MY BASKETBALL HISTORY
My father was a division one player for many years. He started bringing me to his games at the tender age of four years old. It was he who inspired in me a passion for the game of basketball. I went on to play for eight years in the first division in France, and then decided in 1993 to switch to refereeing in order to remain involved in high-performance basketball.
THE UPS AND DOWNS OF REFEREEING
Refereeing at the highest level of basketball (World Championships and Olympic Games) brings with it an incredible sense of satisfaction. Though we don't win a medal for our efforts, the reward for being involved as an official in such an event is invaluable. To be offered the opportunity to referee the best players in the world is a great honor, and to have had the chance to officiate the final game at these competitions has represented for me a proof of confidence in my abilities that I cherish.
Though the rewards are many, there are also "downs" from time to time that come with high-performance refereeing. Many examples can be found in games where one makes more errors in judgement than one would like; in games where players, coaches or spectators get out of hand; and in games where conflicts arise and sometimes even a fight erupts. Besides tough times that come with the actual responsibility of a game, there are also those times when an assignment that you are hoping for is eventually not offered.
REFEREEING MEN'S COMPETITION - A MUST TO IMPROVE
Refereeing a men's game is different than a women's game. The satisfaction is the same; however, the approach required to date has not been. Since starting to referee internationally in 1997, I have also been officiating at the Pro A level (first division) in France, the highest level of men's basketball in my country. I attribute much of my improvement as a referee to this involvement. Whether one referees male or female athletes, one must respect both games. I have found the female game to be more technical and tactical, and it is a pleasure to see the richness of the game grow, particularly at the higher levels and as the women's game evolves.
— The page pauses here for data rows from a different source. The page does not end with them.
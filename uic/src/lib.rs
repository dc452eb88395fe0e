//! UIC railway barcode codec
//!
//! Reads and writes the barcode containers printed on European rail tickets
//! and verifies their signatures.
//!
//! # Architecture
//!
//! This library is organized as a workspace with multiple crates:
//!
//! - `uic-core`: error type and bit buffer
//! - `uic-asn1`: ASN.1 UPER encoder and decoder
//! - `uic-security`: signature algorithms, `ring`-backed signer and verifier
//! - `uic-ticket`: FCB ticket payload boundary
//! - `uic-frame`: Static, Dynamic and SSB frames
//!
//! # Usage
//!
//! ```no_run
//! use uic::decode_barcode;
//!
//! # fn scanned() -> Vec<u8> { Vec::new() }
//! let barcode = decode_barcode(&scanned())?;
//! for ticket in barcode.ticket_payloads()? {
//!     println!("{} ticket, {} bytes", ticket.format(), ticket.bytes.len());
//! }
//! # Ok::<(), uic::UicError>(())
//! ```

mod barcode;
mod builder;

pub use barcode::{decode_barcode, decode_barcode_with_config, detect, Barcode, BarcodeKind};
pub use builder::BarcodeBuilder;

// Re-export core types
pub use uic_core::{UicError, UicResult};
pub use uic_frame::{DynamicFormat, FrameConfig, StaticVersion};
pub use uic_security::SignatureValidation;
pub use uic_ticket::{FcbVersion, OpaqueTicketCodec, TicketCodec, TicketPayload};

// Re-export frame codecs
pub mod frame {
    pub use uic_frame::*;
}

// Re-export signature capabilities
pub mod security {
    pub use uic_security::*;
}

// Re-export the FCB boundary
pub mod ticket {
    pub use uic_ticket::*;
}

// Re-export the UPER codec
pub mod asn1 {
    pub use uic_asn1::*;
}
Physically, the men's game sees more contact and more play in the air (plays at the rim or when the ball is in the air). Decision-making must therefore be faster because there is less time available to make a judgement. Women's basketball has been closing the gap for some time now with regard to the physical aspect of play; female players block, fight for position in the key, and dunk. More and more, the approach is similar. The criteria used for refereeing, however, have always been and remain the same. It is still a challenge to be on the floor with men. Some players have never been refereed by a woman and assume that I will be weaker, slower, and more errorprone than my male counterparts. It also seems that a mistake made by a woman is worse than one committed by a man. I seem to constantly have to prove that I merit my place on the floor. I have to deal with chauvinism often. When I referee a women's game, it is easier to establish a respectful rapport and exchange with both players and coaches alike.
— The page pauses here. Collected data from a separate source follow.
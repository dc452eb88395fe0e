//! UPER encoder for ASN.1 structures
//!
//! # Usage Example
//!
//! ```rust
//! use uic_asn1::uper::UperEncoder;
//!
//! let mut encoder = UperEncoder::new();
//! encoder.encode_constrained_int(2024, 2016, 2269, false)?;
//! assert_eq!(encoder.into_bytes(), vec![0x08]);
//! # Ok::<(), uic_core::UicError>(())
//! ```

use crate::uper::types::{
    bits_for_range, oid_to_bytes, signed_bytes, unsigned_bytes, SizeConstraint,
    MAX_UNFRAGMENTED_LENGTH,
};
use uic_core::{BitBuffer, UicError, UicResult};

/// Default encoder capacity: 128 KiB, far above any barcode payload
pub const DEFAULT_CAPACITY_BITS: usize = 128 * 1024 * 8;

/// UPER encoder
///
/// Writes values bit by bit with no alignment between fields, following
/// ITU-T X.691 unaligned variant. Every `encode_*` operation has a matching
/// `decode_*` operation on [`UperDecoder`](crate::uper::UperDecoder).
///
/// # Error Handling
///
/// Values violating their declared constraint are rejected with
/// `ValueOutOfRange`, `InvalidChoiceIndex` or `InvalidEnumerated`; nothing is
/// written for a rejected value.
pub struct UperEncoder {
    buffer: BitBuffer,
}

impl UperEncoder {
    /// Create a new encoder with the default capacity
    pub fn new() -> Self {
        Self::with_capacity_bits(DEFAULT_CAPACITY_BITS)
    }

    /// Create a new encoder accepting at most `capacity_bits` bits
    pub fn with_capacity_bits(capacity_bits: usize) -> Self {
        Self {
            buffer: BitBuffer::with_capacity_bits(capacity_bits),
        }
    }

    /// Number of bits written so far
    pub fn bit_len(&self) -> usize {
        self.buffer.position()
    }

    /// Encoded bytes; the final octet is padded with zero bits
    pub fn into_bytes(self) -> Vec<u8> {
        self.buffer.into_bytes()
    }

    pub fn encode_bit(&mut self, bit: bool) -> UicResult<()> {
        self.buffer.put_bit(bit)
    }

    pub fn encode_bits(&mut self, value: u64, count: usize) -> UicResult<()> {
        self.buffer.put_bits(value, count)
    }

    /// Encode a BOOLEAN as a single bit, `1 = true`
    pub fn encode_boolean(&mut self, value: bool) -> UicResult<()> {
        self.buffer.put_bit(value)
    }

    /// Encode the extension bit of an extensible SEQUENCE
    ///
    /// This encoder never emits extension additions, so callers pass `false`
    /// unless they also write the additions themselves.
    pub fn encode_sequence_extension_marker(&mut self, present: bool) -> UicResult<()> {
        self.buffer.put_bit(present)
    }

    /// Encode one presence bit per OPTIONAL/DEFAULT field, in declaration order
    pub fn encode_presence_bitmap(&mut self, bits: &[bool]) -> UicResult<()> {
        for &bit in bits {
            self.buffer.put_bit(bit)?;
        }
        Ok(())
    }

    fn encode_constrained_whole_number(&mut self, value: i64, min: i64, max: i64) -> UicResult<()> {
        if value < min || value > max {
            return Err(UicError::ValueOutOfRange { value, min, max });
        }
        let offset = (i128::from(value) - i128::from(min)) as u64;
        self.buffer.put_bits(offset, bits_for_range(min, max))
    }

    /// Encode a constrained INTEGER in `[min, max]`
    ///
    /// With an extension marker, an extra leading bit tells whether the value
    /// lies in the root range; values outside it are written as unconstrained
    /// whole numbers (X.691 12.1).
    pub fn encode_constrained_int(
        &mut self,
        value: i64,
        min: i64,
        max: i64,
        has_extension_marker: bool,
    ) -> UicResult<()> {
        if min > max {
            return Err(UicError::Structural(format!(
                "Invalid constraint: {}..={}",
                min, max
            )));
        }
        if has_extension_marker {
            let in_root = value >= min && value <= max;
            self.buffer.put_bit(!in_root)?;
            if !in_root {
                return self.encode_unconstrained_integer(value);
            }
        }
        self.encode_constrained_whole_number(value, min, max)
    }

    /// Encode an unconstrained INTEGER: length determinant + minimal two's complement
    pub fn encode_unconstrained_integer(&mut self, value: i64) -> UicResult<()> {
        let bytes = signed_bytes(value);
        self.encode_length_determinant(bytes.len())?;
        self.buffer.put_bytes(&bytes)
    }

    /// Encode a semi-constrained INTEGER (`min..MAX`) as its offset from `min`
    pub fn encode_semi_constrained_integer(&mut self, value: i64, min: i64) -> UicResult<()> {
        if value < min {
            return Err(UicError::ValueOutOfRange {
                value,
                min,
                max: i64::MAX,
            });
        }
        let offset = (i128::from(value) - i128::from(min)) as u64;
        let bytes = unsigned_bytes(offset);
        self.encode_length_determinant(bytes.len())?;
        self.buffer.put_bytes(&bytes)
    }

    /// Encode a normally small non-negative whole number (X.691 10.6)
    pub fn encode_normally_small(&mut self, value: u64) -> UicResult<()> {
        if value <= 63 {
            self.buffer.put_bit(false)?;
            self.buffer.put_bits(value, 6)
        } else {
            self.buffer.put_bit(true)?;
            let bytes = unsigned_bytes(value);
            self.encode_length_determinant(bytes.len())?;
            self.buffer.put_bytes(&bytes)
        }
    }

    fn encode_extensible_index(
        &mut self,
        index: usize,
        root_count: usize,
        has_extension_marker: bool,
    ) -> UicResult<bool> {
        if root_count == 0 {
            return Err(UicError::Structural("Empty alternative list".to_string()));
        }
        if has_extension_marker {
            let in_root = index < root_count;
            self.buffer.put_bit(!in_root)?;
            if !in_root {
                self.encode_normally_small((index - root_count) as u64)?;
                return Ok(true);
            }
        }
        Ok(false)
    }

    /// Encode an ENUMERATED index among `root_count` root values
    pub fn encode_enumerated(
        &mut self,
        index: usize,
        root_count: usize,
        has_extension_marker: bool,
    ) -> UicResult<()> {
        if !has_extension_marker && index >= root_count {
            return Err(UicError::InvalidEnumerated {
                index,
                max: root_count.saturating_sub(1),
            });
        }
        if self.encode_extensible_index(index, root_count, has_extension_marker)? {
            return Ok(());
        }
        self.encode_constrained_whole_number(index as i64, 0, root_count as i64 - 1)
    }

    /// Encode the selected alternative of a CHOICE
    ///
    /// The alternative's value is written by the caller afterwards. Indices at
    /// or beyond `root_count` are extension alternatives and must be followed
    /// by an open type.
    pub fn encode_choice_index(
        &mut self,
        index: usize,
        root_count: usize,
        has_extension_marker: bool,
    ) -> UicResult<()> {
        if !has_extension_marker && index >= root_count {
            return Err(UicError::InvalidChoiceIndex {
                index,
                max: root_count.saturating_sub(1),
            });
        }
        if self.encode_extensible_index(index, root_count, has_extension_marker)? {
            return Ok(());
        }
        self.encode_constrained_whole_number(index as i64, 0, root_count as i64 - 1)
    }

    /// Encode an unconstrained length determinant (X.691 11.9)
    ///
    /// - `0..=127`: one octet, top bit clear
    /// - `128..=16383`: two octets, `10` prefix
    ///
    /// Fragmented lengths are not needed for barcode payloads and are rejected.
    pub fn encode_length_determinant(&mut self, length: usize) -> UicResult<()> {
        if length <= 127 {
            self.buffer.put_bits(length as u64, 8)
        } else if length <= MAX_UNFRAGMENTED_LENGTH {
            self.buffer.put_bits(0x8000 | length as u64, 16)
        } else {
            Err(UicError::Unsupported(format!(
                "Fragmented length determinant ({} > {})",
                length, MAX_UNFRAGMENTED_LENGTH
            )))
        }
    }

    fn encode_length(&mut self, length: usize, size: Option<SizeConstraint>) -> UicResult<()> {
        match size {
            Some(constraint) => {
                constraint.check(length)?;
                if constraint.is_fixed() {
                    Ok(())
                } else if constraint.uses_constrained_length() {
                    self.encode_constrained_whole_number(
                        length as i64,
                        constraint.min as i64,
                        constraint.max as i64,
                    )
                } else {
                    self.encode_length_determinant(length)
                }
            }
            None => self.encode_length_determinant(length),
        }
    }

    /// Encode an IA5String as 7-bit characters
    pub fn encode_ia5_string(&mut self, value: &str, size: Option<SizeConstraint>) -> UicResult<()> {
        if let Some(c) = value.chars().find(|c| !c.is_ascii()) {
            return Err(UicError::InvalidString(format!(
                "Character {:?} is not IA5",
                c
            )));
        }
        self.encode_length(value.len(), size)?;
        for byte in value.bytes() {
            self.buffer.put_bits(u64::from(byte), 7)?;
        }
        Ok(())
    }

    /// Encode a UTF8String; the length counts octets, not characters
    pub fn encode_utf8_string(&mut self, value: &str) -> UicResult<()> {
        self.encode_length_determinant(value.len())?;
        self.buffer.put_bytes(value.as_bytes())
    }

    /// Encode an OCTET STRING
    ///
    /// Fixed sizes carry no length; size ranges carry the length in the
    /// minimum number of bits for the range.
    pub fn encode_octet_string(&mut self, value: &[u8], size: Option<SizeConstraint>) -> UicResult<()> {
        self.encode_length(value.len(), size)?;
        self.buffer.put_bytes(value)
    }

    /// Encode a BIT STRING
    pub fn encode_bit_string(&mut self, bits: &[bool], size: Option<SizeConstraint>) -> UicResult<()> {
        self.encode_length(bits.len(), size)?;
        for &bit in bits {
            self.buffer.put_bit(bit)?;
        }
        Ok(())
    }

    /// Encode an OBJECT IDENTIFIER given in dotted notation
    pub fn encode_object_identifier(&mut self, oid: &str) -> UicResult<()> {
        let bytes = oid_to_bytes(oid)?;
        self.encode_length_determinant(bytes.len())?;
        self.buffer.put_bytes(&bytes)
    }

    /// Encode an open type: already encoded octets behind a length determinant
    pub fn encode_open_type(&mut self, encoded: &[u8]) -> UicResult<()> {
        self.encode_length_determinant(encoded.len())?;
        self.buffer.put_bytes(encoded)
    }

    /// Encode a SEQUENCE OF with the supplied element encoder
    pub fn encode_sequence_of<T, F>(
        &mut self,
        items: &[T],
        size: Option<SizeConstraint>,
        mut encode_element: F,
    ) -> UicResult<()>
    where
        F: FnMut(&mut Self, &T) -> UicResult<()>,
    {
        self.encode_length(items.len(), size)?;
        for item in items {
            encode_element(self, item)?;
        }
        Ok(())
    }

    /// Encode a SEQUENCE OF constrained INTEGER
    pub fn encode_sequence_of_int(
        &mut self,
        values: &[i64],
        size: Option<SizeConstraint>,
        min: i64,
        max: i64,
    ) -> UicResult<()> {
        self.encode_sequence_of(values, size, |encoder, &value| {
            encoder.encode_constrained_int(value, min, max, false)
        })
    }
}

impl Default for UperEncoder {
    fn default() -> Self {
        Self::new()
    }
}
The keys to success at the higher levels of officiating in both women's and men's games are to have a strong character, to face players and coaches directly, not to show doubt or fear, and to work hard for respect. It is important to establish a good relationship with players and coaches by demonstrating your understanding of the game, and your appreciation for the flow of the game. There is also no shame in recognizing one's mistakes; this simply shows honesty.
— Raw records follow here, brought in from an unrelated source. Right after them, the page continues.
//! Ticket payload boundary for UIC barcodes
//!
//! Frames carry Flexible Content Barcode (FCB) ticket data as UPER-encoded
//! bytes tagged with a format name such as `FCB3`. This crate names those
//! versions and defines the [`TicketCodec`] seam behind which a full FCB data
//! model can be plugged in. Without one, [`OpaqueTicketCodec`] keeps the
//! payload bytes untouched so frames still round-trip exactly.

pub mod codec;
pub mod version;

pub use codec::{decode_payload, OpaqueTicketCodec, TicketCodec, TicketPayload};
pub use version::FcbVersion;
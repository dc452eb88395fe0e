//! 6-bit character set and fixed-width field helpers of the SSB body

use uic_core::{BitBuffer, ResultExt, UicError, UicResult};

/// Characters by 6-bit code; codes 59..=63 are unassigned
const ALPHABET: &[u8; 59] = b" 0123456789ABCDEFGHIJKLMNOPQRSTUVWXYZ.-/()'+,:*&#%_=<>?!@$;";

/// Bits per character
pub const CHAR_BITS: usize = 6;

pub fn char_code(c: char) -> UicResult<u8> {
    u8::try_from(c)
        .ok()
        .and_then(|byte| ALPHABET.iter().position(|&a| a == byte))
        .map(|code| code as u8)
        .ok_or_else(|| UicError::InvalidString(format!("{:?} is not in the SSB character set", c)))
}

pub fn code_char(code: u8) -> UicResult<char> {
    ALPHABET
        .get(usize::from(code))
        .map(|&byte| char::from(byte))
        .ok_or_else(|| UicError::InvalidString(format!("Unassigned SSB character code {}", code)))
}

/// Read `count` characters, dropping trailing padding
pub(crate) fn read_chars(reader: &mut BitBuffer, count: usize, name: &str) -> UicResult<String> {
    let mut text = String::with_capacity(count);
    for _ in 0..count {
        let code = reader.get_bits(CHAR_BITS)? as u8;
        text.push(code_char(code).field(name)?);
    }
    Ok(text.trim_end().to_string())
}

/// Write `text` as exactly `count` characters, padded with spaces
pub(crate) fn write_chars(writer: &mut BitBuffer, text: &str, count: usize, name: &str) -> UicResult<()> {
    let length = text.chars().count();
    if length > count {
        return Err(UicError::InvalidLength {
            expected: count,
            actual: length,
        })
        .field(name);
    }
    for c in text.chars() {
        writer.put_bits(u64::from(char_code(c).field(name)?), CHAR_BITS)?;
    }
    for _ in length..count {
        writer.put_bits(0, CHAR_BITS)?;
    }
    Ok(())
}

/// Write an unsigned field, reporting values wider than `bits` by name
pub(crate) fn write_uint(writer: &mut BitBuffer, value: u64, bits: usize, name: &str) -> UicResult<()> {
    let max = (1u64 << bits) - 1;
    if value > max {
        return Err(UicError::ValueOutOfRange {
            value: value as i64,
            min: 0,
            max: max as i64,
        })
        .field(name);
    }
    writer.put_bits(value, bits)
}

#[cfg(test)]
mod tests {
    use super::*;

    #[test]
    fn test_alphabet_codes() {
        assert_eq!(char_code(' ').unwrap(), 0);
        assert_eq!(char_code('0').unwrap(), 1);
        assert_eq!(char_code('A').unwrap(), 11);
        assert_eq!(char_code(';').unwrap(), 58);
        assert_eq!(code_char(36).unwrap(), 'Z');
        assert!(code_char(59).is_err());
        assert!(char_code('a').is_err());
        assert!(char_code('ü').is_err());
    }

    #[test]
    fn test_padded_text() {
        let mut writer = BitBuffer::with_capacity_bits(60);
        write_chars(&mut writer, "AB", 4, "text").unwrap();
        let bytes = writer.into_bytes();

        let mut reader = BitBuffer::from_bytes(&bytes);
        assert_eq!(read_chars(&mut reader, 4, "text").unwrap(), "AB");
        assert_eq!(reader.position(), 24);
    }

    #[test]
    fn test_trailing_spaces_are_dropped() {
        let mut writer = BitBuffer::with_capacity_bits(36);
        write_chars(&mut writer, " A  ", 6, "text").unwrap();
        let bytes = writer.into_bytes();

        let mut reader = BitBuffer::from_bytes(&bytes);
        assert_eq!(read_chars(&mut reader, 6, "text").unwrap(), " A");
    }

    #[test]
    fn test_too_long_and_too_wide() {
        let mut writer = BitBuffer::with_capacity_bits(64);
        let err = write_chars(&mut writer, "ABCDE", 4, "seat").unwrap_err();
        assert_eq!(err.field_path(), Some("seat"));

        let err = write_uint(&mut writer, 128, 7, "adults").unwrap_err();
        assert!(matches!(err.root_cause(), UicError::ValueOutOfRange { max: 127, .. }));
    }
}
THE SACRIFICES REQUIRED FOR SUCCESS AT THE HIGHEST LEVEL
A career as a high performance referee does not come without sacrifice at both professional and personal levels. I am a physical education teacher in the city of Mandelieu-la-Napoule. The city awards a special status to those involved in high level sport; in my case, a replacement teacher is assigned for me whenever I need to leave to referee in Europe or internationally.
The teacher is hired to teach the curriculum that I have planned.
On the personal front, it is hard to reconcile life on the road as a referee and a normal family life. I spend every weekend travelling in France during the regular season and two games a month elsewhere in Europe as well. Time must also be invested in preparation and professional development. To be effective as a referee requires dedication and goal setting. To stay current and sharp one needs to watch video, study rules, and train to stay in shape. To progress, one must stay humble and spend time in critical reflection after every game. A good referee is one that makes the least mistakes, not the one that believes he or she makes none!